Le immagini in 'COPERNICUS/S1_GRD' Sentinel-1 di Earth Engine ImageCollection sono costituite da scene GRD (Ground Range Detected) di livello 1 elaborate in funzione del coefficiente di backscatter (σ°) in decibel (dB). Il coefficiente di backscattering rappresenta l'area di backscattering del bersaglio (sezione trasversale del radar) per unità di area del suolo. Poiché può variare di diversi ordini di grandezza, viene convertito in dB come 10*log10σ°. Misura se il terreno irradiato disperde la radiazione a microonde incidente preferenzialmente lontano dal sensore SAR (dB < 0) o verso il sensore SAR (dB > 0). Questo comportamento di diffusione dipende dalle caratteristiche fisiche del terreno, in particolare dalla geometria degli elementi del terreno e dalle loro caratteristiche elettromagnetiche.

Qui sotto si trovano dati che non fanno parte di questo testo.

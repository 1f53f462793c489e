//! Command arguments checked and converted into library values.

use chrono::{DateTime, FixedOffset};
use serde_json::{Map, Value};

use crate::event::{EventOptions, EventQuery};

use super::cli::{Command, CreateEventArgs, FindEventsArgs};
use super::error::{ConfigError, field};

/// A command ready to run, routed to the service it talks to.
///
/// `init` is handled before configuration is loaded and has no action.
#[derive(Debug, Clone, PartialEq)]
pub enum Action {
    Events(EventAction),
    Engine(EngineAction),
}

/// A call against the event server.
#[derive(Debug, Clone, PartialEq)]
pub enum EventAction {
    /// `GET /`.
    Status,

    /// Create one event.
    CreateEvent {
        event: String,
        entity_type: String,
        entity_id: String,
        options: EventOptions,
    },

    DeleteEvent { id: String },

    GetEvent { id: String },

    FindEvents { query: EventQuery },
}

/// A call against the engine.
#[derive(Debug, Clone, PartialEq)]
pub enum EngineAction {
    /// `GET /`.
    Status,

    /// Send a query.
    Query { query: Value },
}

impl Action {
    /// Converts a parsed command into an action.
    ///
    /// Returns `Ok(None)` for `init`.
    ///
    /// # Errors
    ///
    /// Returns [`ConfigError::InvalidJson`] or
    /// [`ConfigError::InvalidTimestamp`] for malformed arguments.
    pub fn from_command(command: &Command) -> Result<Option<Self>, ConfigError> {
        let action = match command {
            Command::Init { .. } => return Ok(None),
            Command::Status { engine: true } => Self::Engine(EngineAction::Status),
            Command::Status { engine: false } => Self::Events(EventAction::Status),
            Command::CreateEvent(args) => Self::Events(create_event(args)?),
            Command::DeleteEvent { id } => Self::Events(EventAction::DeleteEvent { id: id.clone() }),
            Command::GetEvent { id } => Self::Events(EventAction::GetEvent { id: id.clone() }),
            Command::FindEvents(args) => Self::Events(EventAction::FindEvents {
                query: find_events(args)?,
            }),
            Command::Query { query } => Self::Engine(EngineAction::Query {
                query: parse_json(field::QUERY, query)?,
            }),
        };

        Ok(Some(action))
    }

    /// Returns true if the action needs the event server access key.
    #[must_use]
    pub const fn needs_access_key(&self) -> bool {
        matches!(self, Self::Events(action) if !matches!(action, EventAction::Status))
    }
}

fn create_event(args: &CreateEventArgs) -> Result<EventAction, ConfigError> {
    let mut options = EventOptions::new();

    if let Some(raw) = &args.properties {
        options.properties = Some(parse_object(field::PROPERTIES, raw)?);
    }
    if let Some(raw) = &args.event_time {
        options.event_time = Some(parse_time(field::EVENT_TIME, raw)?);
    }
    options.target_entity_type.clone_from(&args.target_entity_type);
    options.target_entity_id.clone_from(&args.target_entity_id);
    options.pr_id.clone_from(&args.pr_id);

    Ok(EventAction::CreateEvent {
        event: args.event.clone(),
        entity_type: args.entity_type.clone(),
        entity_id: args.entity_id.clone(),
        options,
    })
}

fn find_events(args: &FindEventsArgs) -> Result<EventQuery, ConfigError> {
    Ok(EventQuery {
        start_time: args
            .start_time
            .as_deref()
            .map(|raw| parse_time(field::START_TIME, raw))
            .transpose()?,
        until_time: args
            .until_time
            .as_deref()
            .map(|raw| parse_time(field::UNTIL_TIME, raw))
            .transpose()?,
        entity_type: args.entity_type.clone(),
        entity_id: args.entity_id.clone(),
        events: args.events.clone(),
        target_entity_type: args.target_entity_type.clone(),
        target_entity_id: args.target_entity_id.clone(),
        limit: args.limit,
        reversed: args.reversed.then_some(true),
        extra: Vec::new(),
    })
}

fn parse_json(field: &'static str, raw: &str) -> Result<Value, ConfigError> {
    serde_json::from_str(raw).map_err(|e| ConfigError::InvalidJson {
        field,
        reason: e.to_string(),
    })
}

fn parse_object(field: &'static str, raw: &str) -> Result<Map<String, Value>, ConfigError> {
    match parse_json(field, raw)? {
        Value::Object(map) => Ok(map),
        _ => Err(ConfigError::InvalidJson {
            field,
            reason: "expected a JSON object".to_string(),
        }),
    }
}

fn parse_time(field: &'static str, raw: &str) -> Result<DateTime<FixedOffset>, ConfigError> {
    DateTime::parse_from_rfc3339(raw).map_err(|e| ConfigError::InvalidTimestamp {
        field,
        value: raw.to_string(),
        reason: e.to_string(),
    })
}
//! Default values for configuration options.
//!
//! Centralized constants to avoid magic numbers scattered across the codebase.

use std::time::Duration;

use crate::transport::{DEFAULT_WORKER_THREADS, RetryPolicy};

/// Default event server URL.
pub const EVENT_URL: &str = crate::DEFAULT_EVENT_URL;

/// Default engine URL.
pub const ENGINE_URL: &str = crate::DEFAULT_ENGINE_URL;

/// Default per-request timeout in seconds.
pub const TIMEOUT_SECS: u64 = 10;

/// Default number of connection worker threads.
pub const WORKER_THREADS: usize = DEFAULT_WORKER_THREADS;

/// Default maximum number of attempts.
pub const RETRY_MAX_ATTEMPTS: u32 = RetryPolicy::new().max_attempts;

/// Default initial retry delay in milliseconds.
pub const RETRY_INITIAL_DELAY_MS: u64 = 200;

/// Default maximum retry delay in milliseconds.
pub const RETRY_MAX_DELAY_MS: u64 = 5_000;

/// Default retry backoff multiplier.
pub const RETRY_MULTIPLIER: f64 = RetryPolicy::new().multiplier;

/// Default per-request timeout as Duration.
#[must_use]
pub const fn timeout() -> Duration {
    Duration::from_secs(TIMEOUT_SECS)
}

/// Default initial retry delay as Duration.
#[must_use]
pub const fn retry_initial_delay() -> Duration {
    Duration::from_millis(RETRY_INITIAL_DELAY_MS)
}

/// Default maximum retry delay as Duration.
#[must_use]
pub const fn retry_max_delay() -> Duration {
    Duration::from_millis(RETRY_MAX_DELAY_MS)
}
//! TOML configuration file parsing.
//!
//! Defines the structure of the configuration file with serde.

use std::path::Path;

use serde::Deserialize;

use super::ConfigError;

/// Root configuration structure from TOML file.
///
/// All fields are optional to allow partial configuration
/// that can be merged with CLI arguments.
#[derive(Debug, Default, Deserialize)]
#[serde(deny_unknown_fields)]
pub struct TomlConfig {
    /// Event server section
    #[serde(default)]
    pub server: ServerSection,

    /// Engine section
    #[serde(default)]
    pub engine: EngineSection,

    /// Connection tuning
    #[serde(default)]
    pub connection: ConnectionSection,

    /// Retry policy configuration
    #[serde(default)]
    pub retry: RetrySection,
}

/// Event server section.
#[derive(Debug, Default, Deserialize)]
#[serde(deny_unknown_fields)]
pub struct ServerSection {
    /// Event server URL
    pub url: Option<String>,

    /// Access key of the app
    pub access_key: Option<String>,
}

/// Engine section.
#[derive(Debug, Default, Deserialize)]
#[serde(deny_unknown_fields)]
pub struct EngineSection {
    /// Engine URL
    pub url: Option<String>,
}

/// Connection tuning section.
#[derive(Debug, Default, Deserialize)]
#[serde(deny_unknown_fields)]
pub struct ConnectionSection {
    /// Per-request timeout in seconds
    pub timeout: Option<u64>,

    /// Worker threads of the connection runtime
    pub worker_threads: Option<usize>,
}

/// Retry policy configuration section.
#[derive(Debug, Default, Deserialize)]
#[serde(deny_unknown_fields)]
pub struct RetrySection {
    /// Maximum number of attempts
    pub max_attempts: Option<u32>,

    /// Initial retry delay in milliseconds
    pub initial_delay: Option<u64>,

    /// Maximum retry delay in milliseconds
    pub max_delay: Option<u64>,

    /// Backoff multiplier
    pub multiplier: Option<f64>,
}

impl TomlConfig {
    /// Loads configuration from a TOML file.
    ///
    /// # Errors
    ///
    /// Returns an error if the file cannot be read or parsed.
    pub fn load(path: &Path) -> Result<Self, ConfigError> {
        let content = std::fs::read_to_string(path).map_err(|e| ConfigError::FileRead {
            path: path.to_path_buf(),
            source: e,
        })?;

        Self::parse(&content)
    }

    /// Parses configuration from a TOML string.
    ///
    /// # Errors
    ///
    /// Returns an error if the TOML is invalid.
    pub fn parse(content: &str) -> Result<Self, ConfigError> {
        toml::from_str(content).map_err(ConfigError::from)
    }
}

/// Generates a default configuration file with comments.
#[must_use]
pub fn default_config_template() -> String {
    r#"# pio configuration file

[server]
# Event server URL (default: http://localhost:7070)
# url = "http://localhost:7070"

# Access key of the app events are recorded for
# (required by create-event, delete-event, get-event, find-events)
# access_key = "your-access-key"

[engine]
# Engine URL (default: http://localhost:8000)
# url = "http://localhost:8000"

[connection]
# Per-request timeout in seconds (default: 10)
timeout = 10

# Worker threads used to run requests (default: 1)
# worker_threads = 1

[retry]
# Maximum number of attempts per request, the first one included (default: 3)
# max_attempts = 3

# Initial retry delay in milliseconds (default: 200)
# initial_delay = 200

# Maximum retry delay in milliseconds (default: 5000)
# max_delay = 5000

# Backoff multiplier (default: 2.0)
# multiplier = 2.0
"#
    .to_string()
}
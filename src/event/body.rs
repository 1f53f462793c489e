//! Wire form of a single event.

use serde::Serialize;
use serde_json::{Map, Value};

use crate::error::Error;
use crate::time::{Clock, format_event_time, format_timestamp};

use super::EventOptions;

/// Reserved event that sets entity properties.
pub const SET_EVENT: &str = "$set";
/// Reserved event that removes entity properties.
pub const UNSET_EVENT: &str = "$unset";
/// Reserved event that deletes an entity.
pub const DELETE_EVENT: &str = "$delete";

/// Entity type of users.
pub const USER_ENTITY: &str = "user";
/// Entity type of items.
pub const ITEM_ENTITY: &str = "item";

/// Event body as posted to `/events.json` or written by the exporter.
#[derive(Debug, Clone, PartialEq, Serialize)]
#[serde(rename_all = "camelCase")]
pub(crate) struct EventBody<'a> {
    event: &'a str,
    entity_type: &'a str,
    entity_id: &'a str,
    #[serde(skip_serializing_if = "Option::is_none")]
    target_entity_type: Option<&'a str>,
    #[serde(skip_serializing_if = "Option::is_none")]
    target_entity_id: Option<&'a str>,
    #[serde(skip_serializing_if = "Option::is_none")]
    properties: Option<&'a Map<String, Value>>,
    event_time: String,
    #[serde(skip_serializing_if = "Option::is_none")]
    pr_id: Option<&'a str>,
}

impl<'a> EventBody<'a> {
    /// Builds the body, stamping `eventTime` from `clock` when unset.
    ///
    /// # Errors
    ///
    /// Returns [`Error::InvalidArgument`] for a `$unset` event whose
    /// properties are absent or empty.
    pub(crate) fn new(
        event: &'a str,
        entity_type: &'a str,
        entity_id: &'a str,
        options: &'a EventOptions,
        clock: &dyn Clock,
    ) -> Result<Self, Error> {
        if event == UNSET_EVENT {
            match &options.properties {
                None => {
                    return Err(Error::InvalidArgument(
                        "properties must be present when event is $unset",
                    ));
                }
                Some(properties) if properties.is_empty() => {
                    return Err(Error::InvalidArgument(
                        "properties cannot be empty when event is $unset",
                    ));
                }
                Some(_) => {}
            }
        }

        let event_time = options
            .event_time
            .as_ref()
            .map_or_else(|| format_event_time(clock.now()), format_timestamp);

        Ok(Self {
            event,
            entity_type,
            entity_id,
            target_entity_type: options.target_entity_type.as_deref(),
            target_entity_id: options.target_entity_id.as_deref(),
            properties: options.properties.as_ref(),
            event_time,
            pr_id: options.pr_id.as_deref(),
        })
    }

    /// Encodes the body as compact JSON.
    pub(crate) fn to_json(&self) -> Result<String, Error> {
        serde_json::to_string(self).map_err(Error::Serialize)
    }
}

/// Options for a user action on an item: `options` with the item as target.
pub(crate) fn targeting_item(options: &EventOptions, iid: &str) -> EventOptions {
    EventOptions {
        target_entity_type: Some(ITEM_ENTITY.to_string()),
        target_entity_id: Some(iid.to_string()),
        ..options.clone()
    }
}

Earth Engine utilizza i seguenti passaggi di preelaborazione (come implementati dalla Sentinel-1 Toolbox) per dedurre il coefficiente di backscatter in ogni pixel:

  1. Applica file orbita
    • Aggiorna i metadati dell'orbita con un file dell'orbita restituito (o un file dell'orbita preciso se quello restituito non è disponibile).
  2. Rimozione del rumore del bordo GRD
    • Rimuove il rumore a bassa intensità e i dati non validi sui bordi della scena. (Aggiornamento del 12 gennaio 2018)
  3. Rimozione del rumore termico
    • Rimuove il rumore additivo nei sotto-passaggi per contribuire a ridurre le discontinuità tra i sotto-passaggi per le scene nelle modalità di acquisizione multi-passaggio. (questa operazione non può essere applicata alle immagini prodotte prima di luglio 2015)
  4. Applicazione dei valori di calibrazione radiometrica
    • Calcola l'intensità di backscatter utilizzando i parametri di calibrazione del sensore nei metadati GRD.
  5. Correzione del terreno (ortorettifica)
    • Converte i dati dalla geometria dell'intervallo di terra, che non tiene conto del terreno, in σ° utilizzando il DEM SRTM a 30 metri o il DEM ASTER per le latitudini elevate (superiori a 60° o inferiori a -60°).

Note sul set di dati

  • La funzionalità di appiattimento del terreno radiometrico non viene applicata a causa di artefatti sui pendii delle montagne.
  • Il coefficiente di backscatter senza unità viene convertito in dB come descritto sopra.
  • Al momento non è possibile importare i dati SLC di Sentinel-1, in quanto Earth Engine non supporta le immagini con valori complessi a causa dell'impossibilità di calcolarne la media durante la piramidizzazione senza perdere informazioni sulla fase.
  • Gli asset SM GRD non vengono importati perché la funzione computeNoiseScalingFactor() nell'operazione di rimozione del rumore del bordo nella cassetta degli attrezzi S1 non supporta la modalità SM.